Each facility would specialize on certain products, achieving economies of scale. BP and Caltex would continue to operate their terminal and marketing operations independently.

ACCC said the BP/Caltex deal would raise substantial competition issues if the Shell-Mobil project had gone through, since the industry would be reduced to two entities.

BP and partners planned a $500 million expansion of their Bulwer Island refinery near Brisbane in southeastern Queensland. The project would increase capacity from 80,000 b/d to about 100,000 b/d.

The product emphasis would be switched to low-sulfur gasoline and diesel fuels. The expanded facilities were scheduled to come on stream in 2001.

Petrochemicals

Australia was working to attract petrochemical investments.

The government planned to offer $4 billion in incentives to attract petrochemical facilities in the Pilbara region of northwest Western Australia.

A combine of Dow Chemical Co. and Shell Chemicals Ltd. was selected as the leading contender. The combine planned a feasibility study in 1999 for a jointly owned 450,000 metric ton/year ethylene plant and a Shell-owned 400,000 ton/year monoethylene glycol plant.

A government task force said the country`s petrochemical industry was in rapid decline and was contributing to the growing trade deficit in plastics and petrochemicals, which was $5.4 billion in 1998.

Orica Ltd., Melbourne, agreed to a $1 billion merger with Kemcor, an Australian petrochemicals joint venture of Mobil Corp. and Exxon Corp. The entity would become the eighth largest polyethylene producer in the Asia-Pacific region with sales of $700 million/year. Orica would have 47% stake and Mobil and Exxon 26.5% each.

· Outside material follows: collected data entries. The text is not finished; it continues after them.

//! Product catalog boundary and home screen state.
//!
//! The catalog itself is an external collaborator: anything that can hand
//! back a list of [`Product`]s implements [`ProductSource`]. This module only
//! owns what the storefront does with that list (loading state, the product
//! detail view, adding the viewed product to the cart).

mod screen;

use std::future::Future;

use cartwheel_core::Product;
use thiserror::Error;

pub use screen::{CatalogScreen, cart_badge};

/// Errors a [`ProductSource`] can report.
#[derive(Debug, Error)]
pub enum CatalogError {
    /// The source could not deliver a product list (network down, non-2xx
    /// response, ...).
    #[error("catalog unavailable: {0}")]
    Unavailable(String),

    /// The response body was not a list of products.
    #[error("catalog decode error: {0}")]
    Decode(#[from] serde_json::Error),
}

/// Something that can fetch the product list.
///
/// Called once per catalog screen mount. Implementations should not retry;
/// a failure is logged by the screen and shown as an empty catalog.
pub trait ProductSource {
    /// Fetch every product in the catalog.
    fn fetch_products(&self) -> impl Future<Output = Result<Vec<Product>, CatalogError>> + Send;
}

/// Decode a catalog response body (a JSON array of products).
///
/// # Errors
///
/// Returns [`CatalogError::Decode`] if the body is not a JSON array of
/// well-formed products.
pub fn decode_products(body: &str) -> Result<Vec<Product>, CatalogError> {
    Ok(serde_json::from_str(body)?)
}

/// A fixed, in-memory product list.
#[derive(Debug, Clone, Default)]
pub struct StaticCatalog {
    products: Vec<Product>,
}

impl StaticCatalog {
    #[must_use]
    pub const fn new(products: Vec<Product>) -> Self {
        Self { products }
    }

    /// Build from a catalog response body.
    ///
    /// # Errors
    ///
    /// Returns [`CatalogError::Decode`] if the body cannot be decoded.
    pub fn from_json(body: &str) -> Result<Self, CatalogError> {
        decode_products(body).map(Self::new)
    }
}

impl ProductSource for StaticCatalog {
    async fn fetch_products(&self) -> Result<Vec<Product>, CatalogError> {
        Ok(self.products.clone())
    }
}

Broken Hill Pty. Ltd. and Incitec Ltd. planned a feasibility study for a fertilizer plant near Geelong, Vict. It would be supplied by the undeveloped Minerva gas field in the offshore Otway basin.

The plant would produce 455,000 metric tons/year of ammonia, which could be converted to 735,000 tons/year of urea. If approved, it could be in production in 2002.